◆ Exercise ◆
Be exact. Print each record as it stands.

◆ Study material ◆
//! Authentication service
//!
//! Implements the account and session lifecycle:
//! - Sign-up (creates the user and their empty profile row)
//! - Sign-in / sign-out
//! - Session validation (the "current user" lookup behind every
//!   protected request)
//!
//! There is no retry policy anywhere: a failed attempt is terminal and the
//! user tries again manually.

use crate::db::repositories::{ProfileRepository, SessionRepository, UserRepository};
use crate::models::{Profile, Session, User, UserRole};
use crate::services::password::{hash_password, verify_password};
use anyhow::{Context, Result};
use chrono::{Duration, Utc};
use std::sync::Arc;
use uuid::Uuid;

/// Default session expiration time in days
const DEFAULT_SESSION_EXPIRATION_DAYS: i64 = 7;

/// Minimum accepted password length
const MIN_PASSWORD_LENGTH: usize = 8;

/// Error types for auth service operations
#[derive(Debug, thiserror::Error)]
pub enum AuthServiceError {
    /// Authentication failed (invalid credentials)
    #[error("Authentication failed: {0}")]
    AuthenticationError(String),

    /// Validation error (invalid input)
    #[error("Validation error: {0}")]
    ValidationError(String),

    /// Email already registered
    #[error("Account already exists: {0}")]
    AccountExists(String),

    /// Internal error
    #[error("Internal error: {0}")]
    InternalError(#[from] anyhow::Error),
}

/// Input for signing up
#[derive(Debug, Clone)]
pub struct SignUpInput {
    pub email: String,
    pub password: String,
    pub role: UserRole,
}

impl SignUpInput {
    pub fn new(email: impl Into<String>, password: impl Into<String>, role: UserRole) -> Self {
        Self {
            email: email.into(),
            password: password.into(),
            role,
        }
    }
}

/// Input for signing in
#[derive(Debug, Clone)]
pub struct SignInInput {
    pub email: String,
    pub password: String,
}

impl SignInInput {
    pub fn new(email: impl Into<String>, password: impl Into<String>) -> Self {
        Self {
            email: email.into(),
            password: password.into(),
        }
    }
}

/// Auth service managing accounts and sessions
pub struct AuthService {
    user_repo: Arc<dyn UserRepository>,
    session_repo: Arc<dyn SessionRepository>,
    profile_repo: Arc<dyn ProfileRepository>,
    session_expiration_days: i64,
}

impl AuthService {
    /// Create a new auth service with the given repositories
    pub fn new(
        user_repo: Arc<dyn UserRepository>,
        session_repo: Arc<dyn SessionRepository>,
        profile_repo: Arc<dyn ProfileRepository>,
    ) -> Self {
        Self {
            user_repo,
            session_repo,
            profile_repo,
            session_expiration_days: DEFAULT_SESSION_EXPIRATION_DAYS,
        }
    }

    /// Create a new auth service with custom session expiration
    pub fn with_session_expiration(
        user_repo: Arc<dyn UserRepository>,
        session_repo: Arc<dyn SessionRepository>,
        profile_repo: Arc<dyn ProfileRepository>,
        session_expiration_days: i64,
    ) -> Self {
        Self {
            user_repo,
            session_repo,
            profile_repo,
            session_expiration_days,
        }
    }

    /// Register a new account and open a session for it.
    ///
    /// An empty profile row is created alongside the user, so the profile
    /// editor always has a row to update.
    ///
    /// # Errors
    ///
    /// - `ValidationError` if the email or password is malformed
    /// - `AccountExists` if the email is already registered
    /// - `InternalError` for database errors
    pub async fn sign_up(&self, input: SignUpInput) -> Result<(User, Session), AuthServiceError> {
        self.validate_sign_up(&input)?;

        if self
            .user_repo
            .get_by_email(&input.email)
            .await
            .context("Failed to check email")?
            .is_some()
        {
            return Err(AuthServiceError::AccountExists(format!(
                "Email '{}' is already registered",
                input.email
            )));
        }

        let password_hash = hash_password(&input.password).context("Failed to hash password")?;

        let user = User::new(input.email, password_hash, input.role);
        let created_user = self
            .user_repo
            .create(&user)
            .await
            .context("Failed to create user")?;

        self.profile_repo
            .create(&Profile::empty(created_user.id))
            .await
            .context("Failed to create profile")?;

        let session = self.create_session(created_user.id).await?;

        Ok((created_user, session))
    }

    /// Sign in with credentials.
    ///
    /// # Errors
    ///
    /// - `AuthenticationError` if the credentials are invalid
    /// - `InternalError` for database errors
    pub async fn sign_in(&self, input: SignInInput) -> Result<(User, Session), AuthServiceError> {
        let user = self
            .user_repo
            .get_by_email(&input.email)
            .await
            .context("Failed to look up user")?
            .ok_or_else(|| {
                AuthServiceError::AuthenticationError("Invalid email or password".to_string())
            })?;

        let password_valid = verify_password(&input.password, &user.password_hash)
            .context("Failed to verify password")?;

        if !password_valid {
            return Err(AuthServiceError::AuthenticationError(
                "Invalid email or password".to_string(),
            ));
        }

        let session = self.create_session(user.id).await?;

        Ok((user, session))
    }

    /// Sign out (invalidate a session token)
    pub async fn sign_out(&self, session_id: &str) -> Result<(), AuthServiceError> {
        self.session_repo
            .delete(session_id)
            .await
            .context("Failed to delete session")?;

        Ok(())
    }

    /// Resolve a session token to its user.
    ///
    /// Returns `None` for unknown tokens and for expired sessions; expired
    /// sessions are deleted on sight.
    pub async fn current_user(&self, session_id: &str) -> Result<Option<User>, AuthServiceError> {
        let session = self
            .session_repo
            .get_by_id(session_id)
            .await
            .context("Failed to look up session")?;

        let session = match session {
            Some(session) => session,
            None => return Ok(None),
        };

        if session.is_expired() {
            self.session_repo
                .delete(&session.id)
                .await
                .context("Failed to delete expired session")?;
            return Ok(None);
        }

        let user = self
            .user_repo
            .get_by_id(session.user_id)
            .await
            .context("Failed to look up session user")?;

        Ok(user)
    }

    async fn create_session(&self, user_id: i64) -> Result<Session, AuthServiceError> {
        let now = Utc::now();
        let session = Session {
            id: Uuid::new_v4().to_string(),
            user_id,
            expires_at: now + Duration::days(self.session_expiration_days),
            created_at: now,
        };

        let created = self
            .session_repo
            .create(&session)
            .await
            .context("Failed to create session")?;

        Ok(created)
    }

    fn validate_sign_up(&self, input: &SignUpInput) -> Result<(), AuthServiceError> {
        let email = input.email.trim();
        if email.is_empty() || !email.contains('@') {
            return Err(AuthServiceError::ValidationError(
                "A valid email address is required".to_string(),
            ));
        }

        if input.password.len() < MIN_PASSWORD_LENGTH {
            return Err(AuthServiceError::ValidationError(format!(
                "Password must be at least {} characters",
                MIN_PASSWORD_LENGTH
            )));
        }

        Ok(())
    }
}
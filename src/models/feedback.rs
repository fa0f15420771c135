//! Feedback model

use chrono::{DateTime, Utc};
use serde::{Deserialize, Serialize};

/// A contact-form submission.
#[derive(Debug, Clone, Serialize, Deserialize)]
pub struct Feedback {
    pub id: i64,
    pub user_id: i64,
    pub subject: String,
    pub message: String,
    pub created_at: DateTime<Utc>,
}

/// Input for submitting feedback
#[derive(Debug, Clone, Deserialize)]
pub struct CreateFeedbackInput {
    pub subject: String,
    pub message: String,
}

◆ Expected answer ◆
//! Authentication service
//!
//! Implements the account and session lifecycle:
//! - Sign-up (creates the user and their empty profile row)
//! - Sign-in / sign-out
//! - Session validation (the "current user" lookup behind every
//!   protected request)
//!
//! There is no retry policy anywhere: a failed attempt is terminal and the
//! user tries again manually.

use crate::db::repositories::{ProfileRepository, SessionRepository, UserRepository};
use crate::models::{Profile, Session, User, UserRole};
use crate::services::password::{hash_password, verify_password};
use anyhow::{Context, Result};
use chrono::{Duration, Utc};
use std::sync::Arc;
use uuid::Uuid;

/// Default session expiration time in days
const DEFAULT_SESSION_EXPIRATION_DAYS: i64 = 7;

/// Minimum accepted password length
const MIN_PASSWORD_LENGTH: usize = 8;

/// Error types for auth service operations
#[derive(Debug, thiserror::Error)]
pub enum AuthServiceError {
    /// Authentication failed (invalid credentials)
    #[error("Authentication failed: {0}")]
    AuthenticationError(String),

    /// Validation error (invalid input)
    #[error("Validation error: {0}")]
    ValidationError(String),

    /// Email already registered
    #[error("Account already exists: {0}")]
    AccountExists(String),

    /// Internal error
    #[error("Internal error: {0}")]
    InternalError(#[from] anyhow::Error),
}

/// Input for signing up
#[derive(Debug, Clone)]
pub struct SignUpInput {
    pub email: String,
    pub password: String,
    pub role: UserRole,
}

impl SignUpInput {
    pub fn new(email: impl Into<String>, password: impl Into<String>, role: UserRole) -> Self {
        Self {
            email: email.into(),
            password: password.into(),
            role,
        }
    }
}

/// Input for signing in
#[derive(Debug, Clone)]
pub struct SignInInput {
    pub email: String,
    pub password: String,
}

impl SignInInput {
    pub fn new(email: impl Into<String>, password: impl Into<String>) -> Self {
        Self {
            email: email.into(),
            password: password.into(),
        }
    }
}

/// Auth service managing accounts and sessions
pub struct AuthService {
    user_repo: Arc<dyn UserRepository>,
    session_repo: Arc<dyn SessionRepository>,
    profile_repo: Arc<dyn ProfileRepository>,
    session_expiration_days: i64,
}

impl AuthService {
    /// Create a new auth service with the given repositories
    pub fn new(
        user_repo: Arc<dyn UserRepository>,
        session_repo: Arc<dyn SessionRepository>,
        profile_repo: Arc<dyn ProfileRepository>,
    ) -> Self {
        Self {
            user_repo,
            session_repo,
            profile_repo,
            session_expiration_days: DEFAULT_SESSION_EXPIRATION_DAYS,
        }
    }

    /// Create a new auth service with custom session expiration
    pub fn with_session_expiration(
        user_repo: Arc<dyn UserRepository>,
        session_repo: Arc<dyn SessionRepository>,
        profile_repo: Arc<dyn ProfileRepository>,
        session_expiration_days: i64,
    ) -> Self {
        Self {
            user_repo,
            session_repo,
            profile_repo,
            session_expiration_days,
        }
    }

    /// Register a new account and open a session for it.
    ///
    /// An empty profile row is created alongside the user, so the profile
    /// editor always has a row to update.
    ///
    /// # Errors
    ///
    /// - `ValidationError` if the email or password is malformed
    /// - `AccountExists` if the email is already registered
    /// - `InternalError` for database errors
    pub async fn sign_up(&self, input: SignUpInput) -> Result<(User, Session), AuthServiceError> {
        self.validate_sign_up(&input)?;

        if self
            .user_repo
            .get_by_email(&input.email)
            .await
            .context("Failed to check email")?
            .is_some()
        {
            return Err(AuthServiceError::AccountExists(format!(
                "Email '{}' is already registered",
                input.email
            )));
        }

        let password_hash = hash_password(&input.password).context("Failed to hash password")?;

        let user = User::new(input.email, password_hash, input.role);
        let created_user = self
            .user_repo
            .create(&user)
            .await
            .context("Failed to create user")?;

        self.profile_repo
            .create(&Profile::empty(created_user.id))
            .await
            .context("Failed to create profile")?;

        let session = self.create_session(created_user.id).await?;

        Ok((created_user, session))
    }

    /// Sign in with credentials.
    ///
    /// # Errors
    ///
    /// - `AuthenticationError` if the credentials are invalid
    /// - `InternalError` for database errors
    pub async fn sign_in(&self, input: SignInInput) -> Result<(User, Session), AuthServiceError> {
        let user = self
            .user_repo
            .get_by_email(&input.email)
            .await
            .context("Failed to look up user")?
            .ok_or_else(|| {
                AuthServiceError::AuthenticationError("Invalid email or password".to_string())
            })?;

        let password_valid = verify_password(&input.password, &user.password_hash)
            .context("Failed to verify password")?;

        if !password_valid {
            return Err(AuthServiceError::AuthenticationError(
                "Invalid email or password".to_string(),
            ));
        }

        let session = self.create_session(user.id).await?;

        Ok((user, session))
    }

    /// Sign out (invalidate a session token)
    pub async fn sign_out(&self, session_id: &str) -> Result<(), AuthServiceError> {
        self.session_repo
            .delete(session_id)
            .await
            .context("Failed to delete session")?;

        Ok(())
    }

    /// Resolve a session token to its user.
    ///
    /// Returns `None` for unknown tokens and for expired sessions; expired
    /// sessions are deleted on sight.
    pub async fn current_user(&self, session_id: &str) -> Result<Option<User>, AuthServiceError> {
        let session = self
            .session_repo
            .get_by_id(session_id)
            .await
            .context("Failed to look up session")?;

        let session = match session {
            Some(session) => session,
            None => return Ok(None),
        };

        if session.is_expired() {
            self.session_repo
                .delete(&session.id)
                .await
                .context("Failed to delete expired session")?;
            return Ok(None);
        }

        let user = self
            .user_repo
            .get_by_id(session.user_id)
            .await
            .context("Failed to look up session user")?;

        Ok(user)
    }

    async fn create_session(&self, user_id: i64) -> Result<Session, AuthServiceError> {
        let now = Utc::now();
        let session = Session {
            id: Uuid::new_v4().to_string(),
            user_id,
            expires_at: now + Duration::days(self.session_expiration_days),
            created_at: now,
        };

        let created = self
            .session_repo
            .create(&session)
            .await
            .context("Failed to create session")?;

        Ok(created)
    }

    fn validate_sign_up(&self, input: &SignUpInput) -> Result<(), AuthServiceError> {
        let email = input.email.trim();
        if email.is_empty() || !email.contains('@') {
            return Err(AuthServiceError::ValidationError(
                "A valid email address is required".to_string(),
            ));
        }

        if input.password.len() < MIN_PASSWORD_LENGTH {
            return Err(AuthServiceError::ValidationError(format!(
                "Password must be at least {} characters",
                MIN_PASSWORD_LENGTH
            )));
        }

        Ok(())
    }
}
filename src/models/feedback.rs
repository fa0f15420771c135
//! Feedback model

use chrono::{DateTime, Utc};
use serde::{Deserialize, Serialize};

/// A contact-form submission.
#[derive(Debug, Clone, Serialize, Deserialize)]
pub struct Feedback {
    pub id: i64,
    pub user_id: i64,
    pub subject: String,
    pub message: String,
    pub created_at: DateTime<Utc>,
}

/// Input for submitting feedback
#[derive(Debug, Clone, Deserialize)]
pub struct CreateFeedbackInput {
    pub subject: String,
    pub message: String,
}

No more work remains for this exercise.